In the 1944/5 statistics, the population was 290, all Muslim,[16] with a total of 8,915 dunams of land, according to an official land and population survey.[17] Of this, 608 dunams were used for plantations and irrigable land, 6,976 dunams for cereals,[18] while 10 dunams were built-up (urban) land.[19]
Jordanian era
In 1948 Palestinian refugees from Mount Gilboa were absorbed in the village and stayed there as sharecroppers.[20] The refugees who arrived to Beit Qad had the opportunity to resettle in the village instead of moving to refugee camps.[21] In 1951 they built, with the aid of the Jordanian government, another agriculture-based village, 2 km north of Beit Qad, called Mashru' Beit Qad which means "Project of Beit Qad"[20]

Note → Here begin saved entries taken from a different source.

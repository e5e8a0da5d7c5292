// SPDX-FileCopyrightText: Copyright (c) 2024-2026 NVIDIA CORPORATION & AFFILIATES. All rights reserved.
// SPDX-License-Identifier: Apache-2.0

use std::time::Duration;

use etcd_client::PutOptions;
use parking_lot::Mutex;

use super::{keep_alive_once, ConditionError};
use crate::registry::NO_LEASE;

/// Cohort membership assertion: a TTL key at `<parts...>/<member>` held
/// under its own lease.
pub struct Join {
    client: etcd_client::Client,
    key: String,
    ttl: Duration,
    lease_id: Mutex<i64>,
}

impl Join {
    /// `parts` already include the member id as the final component.
    pub fn new(client: etcd_client::Client, ttl: Duration, parts: &[&str]) -> Join {
        Join {
            client,
            key: super::join_path(parts),
            ttl,
            lease_id: Mutex::new(NO_LEASE),
        }
    }

    pub fn key(&self) -> &str {
        &self.key
    }

    /// Assert the key, creating it if absent or refreshing its TTL if this
    /// join already holds it. Repeated calls before the TTL elapses are
    /// equivalent to a single call.
    pub async fn rejoin(&self) -> Result<(), ConditionError> {
        let lease_id = *self.lease_id.lock();
        if lease_id != NO_LEASE {
            match keep_alive_once(&self.client, lease_id).await {
                Ok(true) => return Ok(()),
                Ok(false) => {
                    tracing::debug!(key = %self.key, lease_id, "join lease expired, recreating");
                }
                Err(e) => {
                    tracing::debug!(key = %self.key, lease_id, error = %e, "join keepalive failed, recreating");
                }
            }
        }

        let mut client = self.client.clone();
        let granted = client.lease_grant(self.ttl.as_secs() as i64, None).await?;
        let lease_id = granted.id();

        client
            .put(
                self.key.as_str(),
                Vec::new(),
                Some(PutOptions::new().with_lease(lease_id)),
            )
            .await?;

        *self.lease_id.lock() = lease_id;
        Ok(())
    }

    /// Refresh the TTL. Fails with [`ConditionError::Expired`] if the key
    /// expired and could not be recreated.
    pub async fn alive(&self) -> Result<(), ConditionError> {
        let lease_id = *self.lease_id.lock();
        if lease_id != NO_LEASE {
            if let Ok(true) = keep_alive_once(&self.client, lease_id).await {
                return Ok(());
            }
        }
        self.rejoin().await.map_err(|e| match e {
            ConditionError::Etcd(_) | ConditionError::Codec(_) => ConditionError::Expired,
            other => other,
        })
    }

    /// Remove the key and release its lease.
    pub async fn exit(&self) -> Result<(), ConditionError> {
        let lease_id = {
            let mut guard = self.lease_id.lock();
            std::mem::replace(&mut *guard, NO_LEASE)
        };

        let mut client = self.client.clone();
        client.delete(self.key.as_str(), None).await?;
        if lease_id != NO_LEASE {
            // Revoke is best-effort; the key is already gone.
            if let Err(e) = client.lease_revoke(lease_id).await {
                tracing::debug!(key = %self.key, lease_id, error = %e, "join lease revoke failed");
            }
        }
        Ok(())
    }

    /// Release local resources without touching the key; the store expires
    /// it on its own once the TTL lapses.
    pub fn stop(&self) {
        *self.lease_id.lock() = NO_LEASE;
    }
}
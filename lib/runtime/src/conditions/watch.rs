// SPDX-FileCopyrightText: Copyright (c) 2024-2026 NVIDIA CORPORATION & AFFILIATES. All rights reserved.
// SPDX-License-Identifier: Apache-2.0

use std::collections::HashSet;

use etcd_client::{EventType, GetOptions, WatchOptions};
use tokio::sync::oneshot;
use tokio_util::sync::CancellationToken;

use super::ConditionError;

/// Resolves once the number of keys under a path reaches a target.
pub struct CountWatch {
    client: etcd_client::Client,
    prefix: String,
    cancel: CancellationToken,
}

impl CountWatch {
    pub fn new(client: etcd_client::Client, parts: &[&str]) -> CountWatch {
        CountWatch {
            client,
            prefix: format!("{}/", super::join_path(parts)),
            cancel: CancellationToken::new(),
        }
    }

    /// The returned receiver resolves exactly once, when the count of keys
    /// under the path is ≥ `n`. It observes both the initial count and
    /// subsequent create/delete events. Dropping into an error or calling
    /// [`CountWatch::stop`] closes the channel without resolving it.
    pub async fn watch_until(&self, n: usize) -> Result<oneshot::Receiver<()>, ConditionError> {
        let (tx, rx) = oneshot::channel();

        let mut client = self.client.clone();
        let resp = client
            .get(self.prefix.as_str(), Some(GetOptions::new().with_prefix()))
            .await?;
        let revision = resp.header().map(|h| h.revision()).unwrap_or(0);

        let mut keys: HashSet<Vec<u8>> = resp.kvs().iter().map(|kv| kv.key().to_vec()).collect();
        if keys.len() >= n {
            let _ = tx.send(());
            return Ok(rx);
        }

        let options = WatchOptions::new()
            .with_prefix()
            .with_start_revision(revision + 1);
        let (mut watcher, mut stream) = client.watch(self.prefix.as_str(), Some(options)).await?;

        let cancel = self.cancel.child_token();
        tokio::spawn(async move {
            loop {
                let message = tokio::select! {
                    _ = cancel.cancelled() => break,
                    message = stream.message() => message,
                };
                let resp = match message {
                    Ok(Some(resp)) => resp,
                    _ => break,
                };
                if resp.canceled() {
                    break;
                }
                for event in resp.events() {
                    let Some(kv) = event.kv() else { continue };
                    match event.event_type() {
                        EventType::Put => {
                            keys.insert(kv.key().to_vec());
                        }
                        EventType::Delete => {
                            keys.remove(kv.key());
                        }
                    }
                }
                if keys.len() >= n {
                    let _ = tx.send(());
                    break;
                }
            }
            let _ = watcher.cancel().await;
        });

        Ok(rx)
    }

    pub fn stop(&self) {
        self.cancel.cancel();
    }
}

/// Resolves once a key whose final path segment equals a given name appears
/// under a path.
pub struct NameWatch {
    client: etcd_client::Client,
    prefix: String,
    cancel: CancellationToken,
}

impl NameWatch {
    pub fn new(client: etcd_client::Client, parts: &[&str]) -> NameWatch {
        NameWatch {
            client,
            prefix: format!("{}/", super::join_path(parts)),
            cancel: CancellationToken::new(),
        }
    }

    /// The returned receiver resolves exactly once, when `<path>/<name>`
    /// exists.
    pub async fn watch_until(&self, name: &str) -> Result<oneshot::Receiver<()>, ConditionError> {
        let (tx, rx) = oneshot::channel();
        let target = format!("{}{}", self.prefix, name);

        let mut client = self.client.clone();
        let resp = client.get(target.as_str(), None).await?;
        let revision = resp.header().map(|h| h.revision()).unwrap_or(0);
        if resp.count() > 0 {
            let _ = tx.send(());
            return Ok(rx);
        }

        let options = WatchOptions::new().with_start_revision(revision + 1);
        let (mut watcher, mut stream) = client.watch(target.as_str(), Some(options)).await?;

        let cancel = self.cancel.child_token();
        tokio::spawn(async move {
            loop {
                let message = tokio::select! {
                    _ = cancel.cancelled() => break,
                    message = stream.message() => message,
                };
                let resp = match message {
                    Ok(Some(resp)) => resp,
                    _ => break,
                };
                if resp.canceled() {
                    break;
                }
                let appeared = resp
                    .events()
                    .iter()
                    .any(|e| e.event_type() == EventType::Put);
                if appeared {
                    let _ = tx.send(());
                    break;
                }
            }
            let _ = watcher.cancel().await;
        });

        Ok(rx)
    }

    pub fn stop(&self) {
        self.cancel.cancel();
    }
}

The Jordanian census conducted in 1961 recorded 247 persons in Beit Qad and 197 persons in Mashru' Beit Qad.[22]
In a census conducted by Israel after it occupied it, Beit Qad "south" (respectively "north") were reported to have 223 (respectively 216) residents, including 86 (respectively 53) persons in households whose head was a refugee from Israeli territory.[23]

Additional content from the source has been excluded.